By considering these interaction effects in combination, a possible narrative emerges: Cisgender men enter the field with a more singular focus, navigate a more welcoming climate, and benefit from a teaching structure that allows them to produce more research in less time. For cisgender women and individuals with non-normative gender identities, the path is characterised by higher “invisible labour” in teaching and a more taxing institutional climate, requiring them to be more resilient and multi-faceted to achieve similar employment outcomes.
Key Takeaways
Gendered gaps in publication experience emerge late in the pipeline.

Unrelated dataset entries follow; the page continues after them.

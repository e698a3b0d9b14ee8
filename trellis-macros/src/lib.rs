//! Procedural macros for Trellis.
//!
//! - `#[interface]` - Attribute macro turning a trait into a routable interface

use proc_macro::TokenStream;

mod interface;

/// Turn a trait into an interface whose methods a `MethodDispatcher` can route.
///
/// The macro keeps the trait and adds:
///
/// - `Send + Sync` supertraits;
/// - `impl trellis::Interface for dyn Trait`, describing every method;
/// - `impl<T: Trait> trellis::Upcast<T> for dyn Trait`;
/// - `impl Trait for trellis::Composite`, dispatching every call.
///
/// Every other supertrait must itself be an `#[interface]`.
///
/// # Arguments
///
/// - `name = "..."`: the interface name used in diagnostics (defaults to the
///   trait name).
///
/// # Example
///
/// ```rust,ignore
/// #[trellis::interface]
/// pub trait Greeter: Named {
///     fn greet(&self, whom: String) -> String;
///
///     fn shout(&self, whom: String) -> String {
///         self.greet(whom).to_uppercase()
///     }
/// }
/// ```
#[proc_macro_attribute]
pub fn interface(attr: TokenStream, item: TokenStream) -> TokenStream {
    interface::interface_impl(attr, item)
}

Publication differences are small during graduate study but become statistically significant by graduation and widen further by first permanent hire.
Gendered differences in teaching experience are weaker and less consistent.
Overall teaching volume and breadth are relatively similar across gender groups, and most differences are not statistically significant.
There is some evidence of gendered difference in teaching structures.
Exploratory analyses hint that cisgender women may receive fewer repeated teaching assignments early in their careers, potentially requiring more new course preparation labour. However, these findings are tentative and should not be overstated.
Perception of institutional climate differs substantially by gender.
Respondents reporting non-normative gender identities and cisgender women consistently reported lower satisfaction with program climate than cisgender men.
Causation remains uncertain.
The survey identifies meaningful statistical patterns, but many possible explanations remain open. Publication and teaching outcomes may also reflect differences in disciplinary specialization, institutional context, postdoctoral trajectories, labour structures, and time-to-hire dynamics that are not fully captured in the present dataset.